Spelling has always been my biggest problem. Thats why I get my wife to proof read. So any spelling mistakes are hers.

I can see why you have the job you do. You ahve great insight as well as a nak to make it sound so simple and easy.

#2 mk akan on 12.23.09 at 2:12 am

i see that i still have a lot to learn about seo.i will be digging into your archives and have added you to my reader.Great job and thanks Robert Bravery for throwing the link to this blog..great job

#3 goodseo on 12.23.09 at 8:17 am

Thank you very much for the visit and the kind words sir. There’s not enough content on this site yet, but I will try my best in 2010 :)

#4 Mike CJ on 12.29.09 at 7:26 pm

Wow! Guilty of too many of those. Thanks for the tips!

#5 goodseo on 12.30.09 at 2:49 pm

Thank you very much for the comment Mike!

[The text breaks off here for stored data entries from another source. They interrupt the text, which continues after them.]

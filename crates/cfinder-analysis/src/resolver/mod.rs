//! Constraint resolver: turns Findings into canonical constraint
//! candidates over the model registry.
//!
//! Candidates with equal identity are merged with the union of their
//! provenance and, for CHECK, the conjunction of their distinct predicates. A Finding with any unresolvable identifier produces a
//! RESOLUTION_FAILED diagnostic and nothing else.

pub mod types;

use std::collections::BTreeMap;

use cfinder_core::errors::{Diagnostic, DiagnosticScope, ResolutionError};
use cfinder_core::types::FxHashMap;

use crate::constraints::{
    ColumnRef, ColumnSet, Confidence, ConstraintIdentity, ConstraintKind, DeleteBehavior, Effect,
    IgnoreFilter,
};
use crate::matcher::{Finding, ModelRef, RefOrigin};
use crate::registry::{FieldLocation, Lookup, ModelDefinition, ModelRegistry, RelationKind};
use crate::scanner::types::app_label_for;

pub use types::{
    ConstraintCandidate, ExcludedCandidate, ExclusionReason, RefutedCandidate, Resolution,
};

/// One Finding resolved to a constraint identity.
#[derive(Debug, Clone, PartialEq, Eq)]
pub struct ResolvedFinding {
    pub identity: ConstraintIdentity,
    pub delete_behavior: Option<DeleteBehavior>,
    pub predicate: Option<String>,
    pub confidence: Confidence,
}

/// Resolves Findings of one application against its registry.
pub struct ConstraintResolver<'r> {
    registry: &'r ModelRegistry,
    filter: &'r IgnoreFilter,
    max_unique_columns: usize,
    primary_keys: FxHashMap<String, String>,
}

impl<'r> ConstraintResolver<'r> {
    pub fn new(registry: &'r ModelRegistry, filter: &'r IgnoreFilter, max_unique_columns: usize) -> Self {
        let primary_keys = registry
            .models()
            .iter()
            .filter(|m| !m.is_abstract)
            .filter_map(|m| {
                let column = m.primary_key()?.column.as_ref()?;
                Some((m.table.clone(), column.to_ascii_lowercase()))
            })
            .collect();
        Self {
            registry,
            filter,
            max_unique_columns,
            primary_keys,
        }
    }

    /// Resolve, merge, refute and filter all Findings of the application.
    pub fn resolve_all(&self, findings: &[Finding]) -> Resolution {
        let mut merged: BTreeMap<ConstraintIdentity, ConstraintCandidate> = BTreeMap::new();
        let mut refutations: BTreeMap<ConstraintIdentity, Vec<Finding>> = BTreeMap::new();
        let mut diagnostics = Vec::new();

        for finding in findings {
            let resolved = match self.resolve_finding(finding) {
                Ok(resolved) => resolved,
                Err(error) => {
                    let diagnostic = Diagnostic::from_error(
                        DiagnosticScope::Finding {
                            app: finding.app.clone(),
                            path: finding.file.clone(),
                            line: finding.location.line,
                            pattern: finding.pattern_id.clone(),
                        },
                        &error,
                    );
                    tracing::debug!(%diagnostic, "finding dropped");
                    diagnostics.push(diagnostic);
                    continue;
                }
            };
            match finding.effect {
                Effect::Refute => refutations
                    .entry(resolved.identity)
                    .or_default()
                    .push(finding.clone()),
                Effect::Infer => merged
                    .entry(resolved.identity.clone())
                    .or_insert_with(|| ConstraintCandidate {
                        identity: resolved.identity,
                        delete_behavior: resolved.delete_behavior,
                        predicate: None,
                        confidence: resolved.confidence,
                        provenance: Vec::new(),
                    })
                    .absorb(finding.clone(), resolved.confidence, resolved.predicate),
            }
        }

        let mut resolution = Resolution {
            diagnostics,
            ..Default::default()
        };
        for (identity, candidate) in merged {
            if let Some(mut refuted_by) = refutations.remove(&identity) {
                refuted_by.sort();
                refuted_by.dedup();
                resolution.refuted.push(RefutedCandidate {
                    candidate,
                    refuted_by,
                });
            } else if let Some(reason) = self.exclusion(&candidate) {
                resolution.excluded.push(ExcludedCandidate { candidate, reason });
            } else {
                resolution.candidates.push(candidate);
            }
        }
        resolution
    }

    fn exclusion(&self, candidate: &ConstraintCandidate) -> Option<ExclusionReason> {
        let identity = &candidate.identity;
        if candidate.is_test_only() {
            return Some(ExclusionReason::TestOnly);
        }
        let tables = std::iter::once(identity.table.as_str())
            .chain(identity.reference.as_ref().map(|r| r.table.as_str()));
        for table in tables {
            if self.filter.ignores_table(table) {
                return Some(ExclusionReason::IgnoredTable {
                    table: table.to_string(),
                });
            }
        }
        if let Some(column) = identity.columns.iter().find(|c| self.filter.ignores_column(c)) {
            return Some(ExclusionReason::IgnoredColumn {
                column: column.to_string(),
            });
        }
        let pk = self.primary_keys.get(&identity.table);
        match identity.kind {
            ConstraintKind::Unique => {
                if pk.is_some_and(|pk| identity.columns.contains(pk)) {
                    return Some(ExclusionReason::PrimaryKey);
                }
                if identity.columns.len() > self.max_unique_columns {
                    return Some(ExclusionReason::TooManyColumns {
                        count: identity.columns.len(),
                        max: self.max_unique_columns,
                    });
                }
            }
            ConstraintKind::NotNull => {
                if pk.is_some_and(|pk| identity.columns.sole() == Some(pk.as_str())) {
                    return Some(ExclusionReason::PrimaryKey);
                }
            }
            _ => {}
        }
        None
    }

    /// Resolve one Finding's bindings to table and column names.
    pub fn resolve_finding(&self, finding: &Finding) -> Result<ResolvedFinding, ResolutionError> {
        let bindings = &finding.bindings;
        let label = app_label_for(&finding.file, &finding.app);
        let model_ref = bindings
            .model
            .as_ref()
            .ok_or(ResolutionError::MissingBinding("model"))?;
        let hint = bindings.field.as_deref().or(bindings.columns.first().map(String::as_str));
        let (model, guessed) = self.resolve_model(model_ref, &label, hint)?;
        let mut confidence = finding.confidence;
        if guessed {
            confidence = confidence.min(Confidence::Heuristic);
        }

        let mut resolved = ResolvedFinding {
            identity: ConstraintIdentity::new(finding.kind, &model.table, ColumnSet::default(), None),
            delete_behavior: None,
            predicate: None,
            confidence,
        };

        match finding.kind {
            ConstraintKind::Unique if !bindings.columns.is_empty() => {
                let mut table: Option<String> = None;
                let mut columns = Vec::with_capacity(bindings.columns.len());
                for name in &bindings.columns {
                    let (loc, column) = self.column(model, name)?;
                    if table.as_ref().is_some_and(|t| *t != loc.table) {
                        return Err(ResolutionError::BrokenPath {
                            model: model.qualified_name.clone(),
                            path: bindings.columns.join(","),
                        });
                    }
                    table = Some(loc.table);
                    columns.push(column);
                }
                let table = table.unwrap_or_else(|| model.table.clone());
                resolved.identity =
                    ConstraintIdentity::new(ConstraintKind::Unique, &table, ColumnSet::new(columns), None);
            }
            ConstraintKind::Unique => {
                let name = required(&bindings.field, "field")?;
                let loc = self.field(model, name)?;
                if !loc.field.is_many_to_many() {
                    return Err(ResolutionError::NotManyToMany {
                        model: model.qualified_name.clone(),
                        field: name.to_string(),
                    });
                }
                let through = self.registry.through_table(model, &loc.field).found().ok_or_else(|| {
                    ResolutionError::BrokenPath {
                        model: model.qualified_name.clone(),
                        path: name.to_string(),
                    }
                })?;
                resolved.identity = ConstraintIdentity::new(
                    ConstraintKind::Unique,
                    &through.table,
                    ColumnSet::new([through.source_column, through.target_column]),
                    None,
                );
            }
            ConstraintKind::NotNull => {
                let (loc, column) = self.column(model, required(&bindings.field, "field")?)?;
                resolved.identity =
                    ConstraintIdentity::new(ConstraintKind::NotNull, &loc.table, ColumnSet::single(&column), None);
            }
            ConstraintKind::Check => {
                let (loc, column) = self.column(model, required(&bindings.field, "field")?)?;
                let predicate = required(&bindings.predicate, "predicate")?;
                resolved.predicate = Some(format!("{column} {predicate}"));
                resolved.identity =
                    ConstraintIdentity::new(ConstraintKind::Check, &loc.table, ColumnSet::single(&column), None);
            }
            ConstraintKind::ForeignKey => {
                let (loc, column) = self.column(model, required(&bindings.field, "field")?)?;
                let ref_model_ref = bindings
                    .ref_model
                    .as_ref()
                    .ok_or(ResolutionError::MissingBinding("ref_model"))?;
                let ref_key = required(&bindings.ref_field, "ref_field")?;
                let (target, ref_guessed) = self.resolve_model(ref_model_ref, &label, None)?;
                if ref_guessed {
                    resolved.confidence = resolved.confidence.min(Confidence::Heuristic);
                }
                let (target_loc, target_column) = self.column(target, ref_key)?;
                resolved.identity = ConstraintIdentity::new(
                    ConstraintKind::ForeignKey,
                    &loc.table,
                    ColumnSet::single(&column),
                    Some(ColumnRef::new(&target_loc.table, &target_column)),
                );
            }
            ConstraintKind::CascadeDelete => {
                let name = required(&bindings.field, "field")?;
                let (loc, column) = self.column(model, name)?;
                let reference = loc
                    .field
                    .relation
                    .as_ref()
                    .filter(|r| r.kind != RelationKind::ManyToMany)
                    .and_then(|r| self.registry.referenced_column(model, r).found())
                    .ok_or_else(|| ResolutionError::BrokenPath {
                        model: model.qualified_name.clone(),
                        path: name.to_string(),
                    })?;
                resolved.delete_behavior = Some(DeleteBehavior::Cascade);
                resolved.identity = ConstraintIdentity::new(
                    ConstraintKind::CascadeDelete,
                    &loc.table,
                    ColumnSet::single(&column),
                    Some(ColumnRef::new(&reference.0, &reference.1)),
                );
            }
        }
        Ok(resolved)
    }

    /// Model of a reference, following its relationship path. The flag is
    /// set when the model was guessed rather than traced.
    fn resolve_model(
        &self,
        model_ref: &ModelRef,
        label: &str,
        field_hint: Option<&str>,
    ) -> Result<(&'r ModelDefinition, bool), ResolutionError> {
        let (mut model, guessed) = match model_ref.origin {
            RefOrigin::Guess => (self.guess_model(model_ref, label, field_hint)?, true),
            _ => match self.registry.lookup_model(&model_ref.name, Some(label)) {
                Lookup::Found(model) => (model, false),
                Lookup::NotFound => return Err(ResolutionError::ModelNotFound(model_ref.name.clone())),
            },
        };
        for segment in &model_ref.path {
            let next = self
                .registry
                .lookup_field(model, segment)
                .found()
                .and_then(|loc| loc.field.relation)
                .and_then(|relation| self.registry.resolve_relation(model, &relation).found());
            model = next.ok_or_else(|| ResolutionError::BrokenPath {
                model: model.qualified_name.clone(),
                path: model_ref.path.join("."),
            })?;
        }
        Ok((model, guessed))
    }

    /// `order_item` -> `OrderItem`; otherwise the only model owning the
    /// field, when no relationship path is involved.
    fn guess_model(
        &self,
        model_ref: &ModelRef,
        label: &str,
        field_hint: Option<&str>,
    ) -> Result<&'r ModelDefinition, ResolutionError> {
        let camel = camel_case(&model_ref.name);
        if let Lookup::Found(model) = self.registry.lookup_model(&camel, Some(label)) {
            return Ok(model);
        }
        if model_ref.path.is_empty() {
            if let Some(field) = field_hint {
                if let [only] = self.registry.models_with_field(field).as_slice() {
                    return Ok(*only);
                }
            }
        }
        Err(ResolutionError::UnknownReceiver {
            receiver: model_ref.name.clone(),
        })
    }

    fn field(&self, model: &ModelDefinition, name: &str) -> Result<FieldLocation, ResolutionError> {
        self.registry
            .lookup_field(model, name)
            .found()
            .ok_or_else(|| ResolutionError::FieldNotFound {
                model: model.qualified_name.clone(),
                field: name.to_string(),
            })
    }

    /// A field that is stored in a column.
    fn column(&self, model: &ModelDefinition, name: &str) -> Result<(FieldLocation, String), ResolutionError> {
        let loc = self.field(model, name)?;
        match loc.column.clone() {
            Some(column) => Ok((loc, column)),
            None => Err(ResolutionError::FieldNotFound {
                model: model.qualified_name.clone(),
                field: name.to_string(),
            }),
        }
    }
}

fn required<'a>(value: &'a Option<String>, name: &'static str) -> Result<&'a str, ResolutionError> {
    value.as_deref().ok_or(ResolutionError::MissingBinding(name))
}

fn camel_case(name: &str) -> String {
    name.split('_')
        .filter(|part| !part.is_empty())
        .map(|part| {
            let mut chars = part.chars();
            match chars.next() {
                Some(first) => first.to_ascii_uppercase().to_string() + chars.as_str(),
                None => String::new(),
            }
        })
        .collect()
}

Good luck :)

#6 Sanjay Deva on 01.26.10 at 2:28 am

Hi Etienne,
Top post. You have a wealth of great information in a well set out easy to read manner.
Keep up the great information.
Thanks

#7 goodseo on 01.26.10 at 9:09 am

Thank you Sanjay! Much appreciated. Need to find something else to write about. It’s long overdue…

#8 O. on 05.12.10 at 4:55 pm

Nice article. Just a question, if the footer is site-wide the links in the footer will also be site-wide of course, wouldn’t that be a bit to much for google?

Cheers

O.

#9 goodseo on 05.12.10 at 5:04 pm

Hi there and thanx for the question! Good one too. No, Google understands what a Footer is and treats it as a primary way of navigation. But see it this way: You build your website for people right? So essentially you show people a nice top or left menu to navigate your site and once they reach the bottom on a page you present them with a simple text based navigation too without them having to scroll up again in order to change pages. Nothing wrong with a little usability right? :)

Also, you only present your most important pages in the footer because of space constraints. Google treats these as important pages too. In short. This a an acceptable way of including site-wide navigation on any site. Hope this helps?